Crowdsourcing the Future?

About a month ago, on 7th December 2016, DR Kingsley Purdam (Manchester) organised a one day workshop on citizen science, and in particular on citizen science from a social science methodological perspective. The day organised with the support of the National Centre for Research Methods (NCRM).

The purpose of the workshop/conference was to explore the future of citizen science and citizen social science methods as research tools. In particular, understanding the different types of applications, methods, the data and the challenges posed. Because the point of view was based on methodologies in social sciences, issues about expertise, divisions of labour, different ways of seeing, data quality, questions about what might still be going undocumented and the ethical issues raised were all discussed.

The workshop was structured around two blocks of discussion – the morning around methods, data and ethics, while the after looked at issues of participation and working in the area of policy, as well as a discussion of the specific issues that need to be discussed for a citizen social science project.

As an introduction, both natural science and social science projects were presented. You can find a summary on twitter of some of the points that came up during the day with the hashtag #crowdfutures.

Some of the important tweets are captured here with comments (bit storify style).

Chris Lintott started the day with a discussion of large-scale, online citizen science projects, with the story of Zooniverse.

People participate in Zooniverse because they want to do something useful, and he pointed to the complexities of combining machine learning with citizen science effort while maintaining motivation and interest.

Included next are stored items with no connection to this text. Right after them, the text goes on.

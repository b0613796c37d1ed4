//! Board tensor schema.
//!
//! The classifier consumes a channels-last 8x8x2 binary grid: channel 0 is
//! black occupancy, channel 1 is white occupancy.
//!
//! ### Orientation
//! Cell `(row, col)` holds bit `56 - 8*row + col` of the side's bitboard.
//! Equivalently: the mask is expanded most-significant-bit first into eight
//! rows of eight digits, and each row is then mirrored left to right. The
//! same bit-to-coordinate mapping is assumed by the move-class alphabet, so
//! it must never change independently of it.

/// Increment this whenever the tensor layout changes.
pub const FEATURE_SCHEMA_ID: u32 = 1;

/// Board edge length.
pub const BOARD_SIDE: usize = 8;

/// Occupancy channels (black, white).
pub const CHANNELS: usize = 2;
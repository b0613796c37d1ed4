//! ot-logging: NDJSON ingest events + dataset manifests.
//!
//! Append-only NDJSON logs for ingest post-mortems, plus the manifest
//! written next to each published store file.

use std::fs::{File, OpenOptions};
use std::io::{self, BufWriter, Read, Write};
use std::path::Path;
use std::time::{SystemTime, UNIX_EPOCH};

use serde::{Deserialize, Serialize};

/// Crate version.
pub const VERSION: &str = env!("CARGO_PKG_VERSION");

/// Store manifest schema version.
pub const STORE_MANIFEST_VERSION: u32 = 1;

/// Manifest written next to a deduplicated store file.
#[derive(Debug, Clone, Serialize, Deserialize)]
pub struct StoreManifestV1 {
    pub store_manifest_version: u32,
    pub created_ts_ms: u64,

    /// Fixed record stride of the store file.
    pub record_bytes: u32,
    /// Records retained after deduplication.
    pub num_records: u64,
    /// Records consumed from the raw input.
    pub records_read: u64,
    /// Exact duplicates discarded.
    pub duplicates: u64,

    /// Raw input the store was built from.
    pub input: String,
    /// blake3 of the published store file.
    pub store_hash: Option<String>,

    pub tool_version: String,
}

pub fn now_ms() -> u64 {
    let d = SystemTime::now()
        .duration_since(UNIX_EPOCH)
        .unwrap_or_default();
    d.as_millis() as u64
}

/// Streaming blake3 hash of a file's contents.
pub fn hash_file(path: impl AsRef<Path>) -> io::Result<String> {
    let mut hasher = blake3::Hasher::new();
    let mut f = File::open(path)?;
    let mut buf = vec![0u8; 1 << 20];
    loop {
        let n = f.read(&mut buf)?;
        if n == 0 {
            break;
        }
        hasher.update(&buf[..n]);
    }
    Ok(hasher.finalize().to_hex().to_string())
}

pub fn read_manifest(path: impl AsRef<Path>) -> Result<StoreManifestV1, NdjsonError> {
    let bytes = std::fs::read(path)?;
    Ok(serde_json::from_slice::<StoreManifestV1>(&bytes)?)
}

pub fn write_manifest_atomic(
    path: impl AsRef<Path>,
    m: &StoreManifestV1,
) -> Result<(), NdjsonError> {
    let path = path.as_ref();
    let tmp = path.with_extension("json.tmp");
    let bytes = serde_json::to_vec_pretty(m)?;
    std::fs::write(&tmp, bytes)?;
    std::fs::rename(&tmp, path)?;
    Ok(())
}

/// Progress/summary event emitted while deduplicating a raw stream.
#[derive(Debug, Clone, Serialize)]
pub struct IngestEventV1 {
    pub event: &'static str,
    pub ts_ms: u64,

    pub records_read: u64,
    pub distinct: u64,
    pub duplicates: u64,
}

#[derive(Debug)]
pub enum NdjsonError {
    Io(io::Error),
    Json(serde_json::Error),
}

impl From<io::Error> for NdjsonError {
    fn from(e: io::Error) -> Self {
        Self::Io(e)
    }
}

impl From<serde_json::Error> for NdjsonError {
    fn from(e: serde_json::Error) -> Self {
        Self::Json(e)
    }
}

/// Append-only NDJSON writer.
///
/// Contract: each call writes exactly one JSON object followed by a newline.
pub struct NdjsonWriter {
    w: BufWriter<File>,
    lines_since_flush: u64,
    flush_every_lines: u64,
}

impl NdjsonWriter {
    /// Open a file for append. Creates it if it doesn't exist.
    pub fn open_append(path: impl AsRef<Path>) -> Result<Self, NdjsonError> {
        Self::open_append_with_flush(path, 0)
    }

    /// `flush_every_lines=0` disables periodic flushing.
    pub fn open_append_with_flush(
        path: impl AsRef<Path>,
        flush_every_lines: u64,
    ) -> Result<Self, NdjsonError> {
        let f = OpenOptions::new()
            .create(true)
            .append(true)
            .write(true)
            .open(path)?;
        Ok(Self {
            w: BufWriter::new(f),
            lines_since_flush: 0,
            flush_every_lines,
        })
    }

    pub fn write_event<T: Serialize>(&mut self, event: &T) -> Result<(), NdjsonError> {
        let mut buf = serde_json::to_vec(event)?;
        buf.push(b'\n');
        self.w.write_all(&buf)?;
        self.lines_since_flush += 1;
        if self.flush_every_lines > 0 && self.lines_since_flush >= self.flush_every_lines {
            self.flush()?;
        }
        Ok(())
    }

    pub fn flush(&mut self) -> Result<(), NdjsonError> {
        self.w.flush()?;
        self.lines_since_flush = 0;
        Ok(())
    }
}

While I presented after Chris, and mostly talked about a more social theory explanation of what Extreme Citizen Science is – in particular, the creation of technologies that are embedded with a social participatory process. Many of the processes that I described were small-scale, and local. I have also pointed to the growth of citizen science and the Doing It Together Science project that we currently run.

However, in the discussion that followed we agreed that the nature of participation and many of the issues that come in these projects are similar across the scales even if the mechanisms for engagement are different.

Ben Rich (BBC), covered issues of engagement in weather observation that the BBC implemented successfully, with million observations and report in the first year

Hilary Geoghegan (Reading) & Alison Dyke (SEI)  talked about the UK EOF study on the motivation of participants and the ethics of participation, as well as the tensions between contributory and co-created citizen science in environmental research.

Will Dixon (Manchester) described the Cloudy with Pain project which engaged 12,000 participants and receives substantial information. The project also experiments with some access to data and opportunity for analysis by the participants themselves.

Kingsley Purdam (Manchester) talked about the complexity of citizen social science about begging, when the beggars are involved in data collection. Another Manchester-based project looked at linguistic diversity in street signs

The next set of talks raised some important point, including by Erinma Ochu on the process of creating the Robot Orchestra as a participatory DIY electronic and creative process, raising issues about expertise and success (the orchestra is in very high demand); Monika Buscher (Lancaster) emphasising that citizen social science is not about bigger torch to understand reality, but critique science & social science; and Alex Albert (Manchester), who run  project to encourage citizen reporting of empty houses and consider what should be done with them, highlighted the challenges of starting a project and recruiting participants. Liz Richardson (Manchester), talked about the interface between participatory action research and citizen science, and described her work with a community who collected data and asked for guidance on how to analyse it. The three talks by Monika, Alex, and Liz raised many issues about the participation of people in different stages of the research process, and the role of established researchers in such projects.

The last set of talks focused back on ecological and medical projects: Rachel Webster of Manchester Museum explained the museum digitising effort, and how they are making progress one MSc in computing student at a time – the integration of citizen science with small museum activities is a resource challenge, so the work with students require some compromises. There was also a demonstration of setting systems for citizen science and then discovering how they are used:

Lamiece pointed that a challenge with such approach is to get the app downloaded and to see continued use, although so far there are 1500 participants, 800,000 observations. There is also Data challenge of presence/absence reporting to make sense of what the data means.

Ian Thornhill fro mEarthWatch who coordinates the FreshWater Watch project demonstrate how simple data collection tools open up space for participant’s innovations in tools and in data collection. He also provided different models of how projects are run – corporate sponsorship, or by payment from interested communities.

Some of the points in the discussion include the need to balance scientific data collection and activism (especially for projects such as those that Liz Richardson described). Also balancing small scale, deep engagement or large datasets, wide engagement – e.g. for 3 years as researchers on projects that got limited funding and a goal. The need to consider what participation is doing to citizen science, and what science is doing to it? How to balance between the two? and in general, the wider societal impacts of projects cannot be ignored. There are also people that coming from a policy perspective, and try to push for procedural aspects, not interested in engagement issues.

There are also ethical issues such as those that relate to volunteer management – what should be done with contributors that are not doing good work? exclude them? train? ignore them? There is a constant need to think of useful roles and how making people valued for their contribution.

Another set of questions explored what citizen social science does to science? How are issues about ownership,  responsibilities to ensuring data quality integrated into project planning and management?